Washington’ın “her iki tarafı da idare etme politikası” Ankara-Bağdat anlaşmazlığında işe yaramadı.
Şöyle ki, ABD Savunma Bakanı Ashton Carter Ankara’dan ayrılmadan önce yaptığı açıklamada, Türkiye’nin Musul operasyonuna katılması konusunda Irak’la prensipte anlaşmaya varıldığını bildirmişti.
Sonra Carter Bağdat’a geçti ve Irak Başbakanı Haydar el İbadi’yle bir görüşme yaptı. Beklenti oydu ki, Carter burada da, benzer bir açıklamayla işlerin yolunda gittiğini duyuracaktı.
*
Ne var ki öyle olmadı. Irak Başbakanı İbadi “Türklerin Musul operasyonuna katılmak istediğini biliyoruz. Kendilerine teşekkür ederiz ama bu Iraklıların üstesinden gelebileceği bir durumdur. Iraklılar Musul’u ve kalan diğer toprakları kurtaracaktır” dedi.
Ya Carter? Carter bir şey demedi. Diyemedi.
Konuyla ilgili yorumlarda Irak Başbakanı’nın ABD Savunma Bakanı’na direnç gösterdiği ileri sürüldü.
Anlaşılan ABD Musul’da IŞİD’e karşı düzenlenen operasyonlara Türkiye’nin de katılmasını istiyordu.
*
Washington, “Irak’taki tüm uluslararası güçlerin (Türkiye de dahil) Irak hükümetinin izni ve koordinasyonuyla orada bulunması gerektiğini” söylüyordu ama diğer yandan da “Musul yakınlarındaki varlıklarıyla Türklerin bu prensibe uymadıkları endişesine yol açacak bir hareket görmediklerini” ekliyordu.
Ancak, Beyaz Saray Sözcüsü, bu durumu izlemeyi sürdüreceklerini ve Savunma Bakanı Carter’ın Ankara’yla temasta kalacağını bildirdi.
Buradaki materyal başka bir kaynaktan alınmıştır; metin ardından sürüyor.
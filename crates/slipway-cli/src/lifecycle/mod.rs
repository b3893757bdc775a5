//! Provider lifecycle: bounded waits and the start/stop orchestration.

mod error;
mod orchestrator;
mod poll;

pub use error::LifecycleError;
pub use orchestrator::{Orchestrator, StartPlan, StartReport, StopReport};
pub use poll::{
    DEFAULT_POLL_INTERVAL, DEFAULT_READY_TIMEOUT, DEFAULT_SHUTDOWN_TIMEOUT, PollFailure,
    PollOutcome, PollPolicy, wait_until,
};
//! Control-channel wire protocol.
//!
//! One JSON object per line in each direction. The host sends a
//! [`ControlRequest`] and reads exactly one [`ControlResponse`] before
//! sending the next request; a blocking launch therefore owns the channel
//! until the remote service exits.

use serde::{Deserialize, Serialize};

/// Protocol revision both ends must agree on.
pub const PROTOCOL_VERSION: u32 = 1;

/// Operation names a conforming provider serves, in contract order.
pub const CONTRACT_OPERATIONS: &[&str] = &["launch", "stop", "is_running", "port", "base_url"];

/// Request frames sent from the host to a provider process.
#[derive(Debug, Clone, PartialEq, Eq, Serialize, Deserialize)]
#[serde(tag = "op", rename_all = "snake_case")]
pub enum ControlRequest {
    /// Asks the provider to identify itself and list the operations it
    /// serves. Sent once, immediately after spawning.
    Describe,
    /// Starts the service.
    Launch {
        /// Foreground launch: the reply is deferred until the service exits.
        block: bool,
    },
    /// Stops the service.
    Stop,
    /// Queries the running state.
    IsRunning,
    /// Queries the listening port.
    Port,
    /// Queries the base URL.
    BaseUrl,
}

impl ControlRequest {
    /// Contract operation name carried by this frame.
    #[must_use]
    pub const fn operation(&self) -> &'static str {
        match self {
            Self::Describe => "describe",
            Self::Launch { .. } => "launch",
            Self::Stop => "stop",
            Self::IsRunning => "is_running",
            Self::Port => "port",
            Self::BaseUrl => "base_url",
        }
    }
}

/// Reply frames sent from a provider process back to the host.
#[derive(Debug, Clone, PartialEq, Eq, Serialize, Deserialize)]
#[serde(tag = "reply", rename_all = "snake_case")]
pub enum ControlResponse {
    /// Identity and operation surface of the provider.
    Contract {
        /// Protocol revision the provider speaks.
        version: u32,
        /// Backend name, for logs and error messages.
        provider: String,
        /// Operation names the provider serves.
        operations: Vec<String>,
    },
    /// The launch was accepted (non-blocking) or ran to completion
    /// (blocking).
    Launched,
    /// The service stopped.
    Stopped,
    /// Answer to [`ControlRequest::IsRunning`].
    Running {
        /// Whether the service is accepting work.
        value: bool,
    },
    /// Answer to [`ControlRequest::Port`].
    Port {
        /// Listening port, absent while not running.
        value: Option<u16>,
    },
    /// Answer to [`ControlRequest::BaseUrl`].
    BaseUrl {
        /// Base URL, absent while not running.
        value: Option<String>,
    },
    /// The requested operation failed inside the provider.
    Failure {
        /// Operation that failed.
        operation: String,
        /// Failure detail, propagated unchanged.
        message: String,
    },
}

#[cfg(test)]
mod tests {
    use super::*;

    #[test]
    fn request_frames_round_trip_as_single_json_objects() {
        let frames = [
            ControlRequest::Describe,
            ControlRequest::Launch { block: true },
            ControlRequest::Stop,
            ControlRequest::IsRunning,
        ];
        for frame in frames {
            let encoded = serde_json::to_string(&frame).expect("encode");
            assert!(!encoded.contains('\n'), "frame must stay on one line");
            let decoded: ControlRequest = serde_json::from_str(&encoded).expect("decode");
            assert_eq!(decoded, frame);
        }
    }

    #[test]
    fn launch_frame_uses_snake_case_tag() {
        let encoded =
            serde_json::to_string(&ControlRequest::Launch { block: false }).expect("encode");
        assert_eq!(encoded, r#"{"op":"launch","block":false}"#);
    }

    #[test]
    fn failure_reply_carries_message_verbatim() {
        let reply = ControlResponse::Failure {
            operation: "stop".to_owned(),
            message: "listener already gone".to_owned(),
        };
        let encoded = serde_json::to_string(&reply).expect("encode");
        let decoded: ControlResponse = serde_json::from_str(&encoded).expect("decode");
        assert_eq!(decoded, reply);
    }

    #[test]
    fn operation_names_cover_the_contract() {
        assert_eq!(
            CONTRACT_OPERATIONS,
            ["launch", "stop", "is_running", "port", "base_url"]
        );
        assert_eq!(ControlRequest::Launch { block: true }.operation(), "launch");
        assert_eq!(ControlRequest::BaseUrl.operation(), "base_url");
    }
}
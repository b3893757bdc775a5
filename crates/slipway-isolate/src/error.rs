//! Failures raised while resolving and starting implementations.

use std::io;
use std::sync::Arc;

use thiserror::Error;

/// Errors from the isolation layer. Both variants are fatal to the calling
/// phase: a missing or broken implementation does not become available by
/// waiting.
#[derive(Debug, Clone, Error)]
pub enum IsolateError {
    /// No visible root holds the named implementation.
    #[error("implementation `{name}` not found in isolation context ({searched} roots searched)")]
    ImplementationNotFound {
        /// Name that failed to resolve.
        name: String,
        /// How many roots were visible to the search.
        searched: usize,
    },
    /// The implementation resolved but the process could not be started.
    #[error("implementation `{name}` could not be started")]
    NotInstantiable {
        /// Name of the implementation.
        name: String,
        /// Underlying OS failure.
        #[source]
        source: Arc<io::Error>,
    },
}
//! Command-line surface of the `slipway` binary.
//!
//! Parsing stays declarative: every flag that has an environment fallback is
//! optional here, and [`crate::goals`] resolves the final value so precedence
//! (flag over environment over default) lives in one place.

use camino::Utf8PathBuf;
use clap::{Args, Parser, Subcommand};
use slipway_api::config::DEFAULT_PROVIDER_ID;

/// Starts, watches and stops embedded development services.
#[derive(Debug, Parser)]
#[command(name = "slipway", version, about)]
pub struct Cli {
    /// Log output format (`compact` or `json`).
    #[arg(long, global = true, value_name = "FORMAT")]
    pub log_format: Option<String>,

    #[command(subcommand)]
    pub command: Command,
}

/// Build-phase goals the binary can execute.
#[derive(Debug, Subcommand)]
pub enum Command {
    /// Start a provider in the foreground and block until it exits.
    Run(GoalArgs),
    /// Start a provider, wait for readiness, report and return.
    Start(StartArgs),
    /// Stop the provider registered under an id.
    Stop(StopArgs),
    /// Start a provider, run a command against it, then stop it.
    Exec(ExecArgs),
}

/// Flags shared by every goal that brings a provider up.
#[derive(Debug, Args)]
pub struct GoalArgs {
    /// Registry id for the provider instance.
    #[arg(long, default_value = DEFAULT_PROVIDER_ID)]
    pub id: String,

    /// Implementation name resolved inside the isolation context.
    #[arg(long, value_name = "NAME")]
    pub implementation: Option<String>,

    /// Resolution scope: `compile`, `runtime` or `test`. Unknown values
    /// fall back to `test`.
    #[arg(long, value_name = "SCOPE")]
    pub scope: Option<String>,

    /// Resource root visible to the provider, `[scope:]path`. Repeatable.
    #[arg(long = "resource", value_name = "[SCOPE:]PATH")]
    pub resources: Vec<String>,

    /// Working directory handed to the provider.
    #[arg(long, value_name = "DIR")]
    pub working_dir: Option<Utf8PathBuf>,

    /// Port the provider should listen on.
    #[arg(long)]
    pub port: Option<u16>,

    /// Probe upwards for a free port when the configured one is taken.
    #[arg(long)]
    pub find_port: bool,

    /// Seconds to wait for the provider to become ready.
    #[arg(long, value_name = "SECONDS")]
    pub ready_timeout: Option<u64>,
}

/// Arguments of the `start` goal.
#[derive(Debug, Args)]
pub struct StartArgs {
    #[command(flatten)]
    pub goal: GoalArgs,

    /// Stay in the foreground instead of registering the provider.
    #[arg(long)]
    pub block: bool,
}

/// Arguments of the `stop` goal.
#[derive(Debug, Args)]
pub struct StopArgs {
    /// Registry id to stop.
    #[arg(long, default_value = DEFAULT_PROVIDER_ID)]
    pub id: String,
}

/// Arguments of the `exec` goal.
#[derive(Debug, Args)]
pub struct ExecArgs {
    #[command(flatten)]
    pub goal: GoalArgs,

    /// Command to run while the provider is up. Everything after `--` is
    /// passed through verbatim.
    #[arg(
        required = true,
        trailing_var_arg = true,
        allow_hyphen_values = true,
        value_name = "COMMAND"
    )]
    pub command: Vec<String>,
}

#[cfg(test)]
mod tests {
    use clap::Parser;
    use rstest::rstest;

    use super::{Cli, Command};

    fn parse(args: &[&str]) -> Cli {
        Cli::try_parse_from(args).expect("arguments should parse")
    }

    #[test]
    fn start_defaults_leave_fallbacks_to_resolution() {
        let cli = parse(&["slipway", "start"]);
        let Command::Start(args) = cli.command else {
            panic!("expected the start goal");
        };
        assert_eq!(args.goal.id, "default");
        assert!(args.goal.implementation.is_none());
        assert!(args.goal.resources.is_empty());
        assert!(!args.block);
    }

    #[test]
    fn resources_accumulate_in_order() {
        let cli = parse(&[
            "slipway",
            "start",
            "--resource",
            "test:/fixtures",
            "--resource",
            "/srv/site",
        ]);
        let Command::Start(args) = cli.command else {
            panic!("expected the start goal");
        };
        assert_eq!(args.goal.resources, ["test:/fixtures", "/srv/site"]);
    }

    #[test]
    fn exec_captures_the_trailing_command_verbatim() {
        let cli = parse(&[
            "slipway", "exec", "--port", "9000", "--", "npm", "test", "--silent",
        ]);
        let Command::Exec(args) = cli.command else {
            panic!("expected the exec goal");
        };
        assert_eq!(args.goal.port, Some(9000));
        assert_eq!(args.command, ["npm", "test", "--silent"]);
    }

    #[test]
    fn exec_requires_a_command() {
        assert!(Cli::try_parse_from(["slipway", "exec"]).is_err());
    }

    #[rstest]
    #[case::run(&["slipway", "run", "--implementation", "slipway-echo"])]
    #[case::stop(&["slipway", "stop", "--id", "pact"])]
    #[case::blocking(&["slipway", "start", "--block"])]
    fn goal_variants_parse(#[case] args: &[&str]) {
        let _ = parse(args);
    }

    #[test]
    fn log_format_is_global() {
        let cli = parse(&["slipway", "start", "--log-format", "json"]);
        assert_eq!(cli.log_format.as_deref(), Some("json"));
    }
}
Demek ki, Washington İbadi’nin direncini kırıncaya kadar uğraşacaktı.
*
Bu temasın kapsamında ayrıca Suriye de vardı.
Carter, Türkiye’nin Suriye ve Irak’taki gelişmelerle ilgilenmesinin normal olduğunu, sınır güvenliğini sağlamak için önlem almasını desteklediklerini belirterek “Türkiye’nin DEAŞ’a karşı icra edilecek operasyonlara katılmasını istiyoruz” diyordu.
ABD’nin hem Irak’ta hem Suriye’de IŞİD’le mücadeleye Türkiye’nin katılımı konusundaki ısrarı önemliydi.
*
Lafı dolandırmanın gereği kalmamıştı artık. Pentagon açıkça Türk askerinin IŞİD’le mücadelede sahada olmasını istiyordu.
Gerçi başından beri istiyordu da, uygun koşulların oluşmasını mı bekliyordu, neydi?
Cumhurbaşkanı Recep Tayyip Erdoğan’ın dünkü İnegöl konuşmasındaki sözleri de planın son aşamaya geldiğinin işareti gibiydi:
“Koalisyon güçleri, eğer beraber hareket etmeye hazır olurlarsa Rakka’da da DEAŞ’a karşı gereğini yapacağız. Ama PYD’yle veya YPG’yle beraber değil. Amerika ve koalisyon güçleriyle beraber… Terör örgütlerini yanımıza almayacağız!”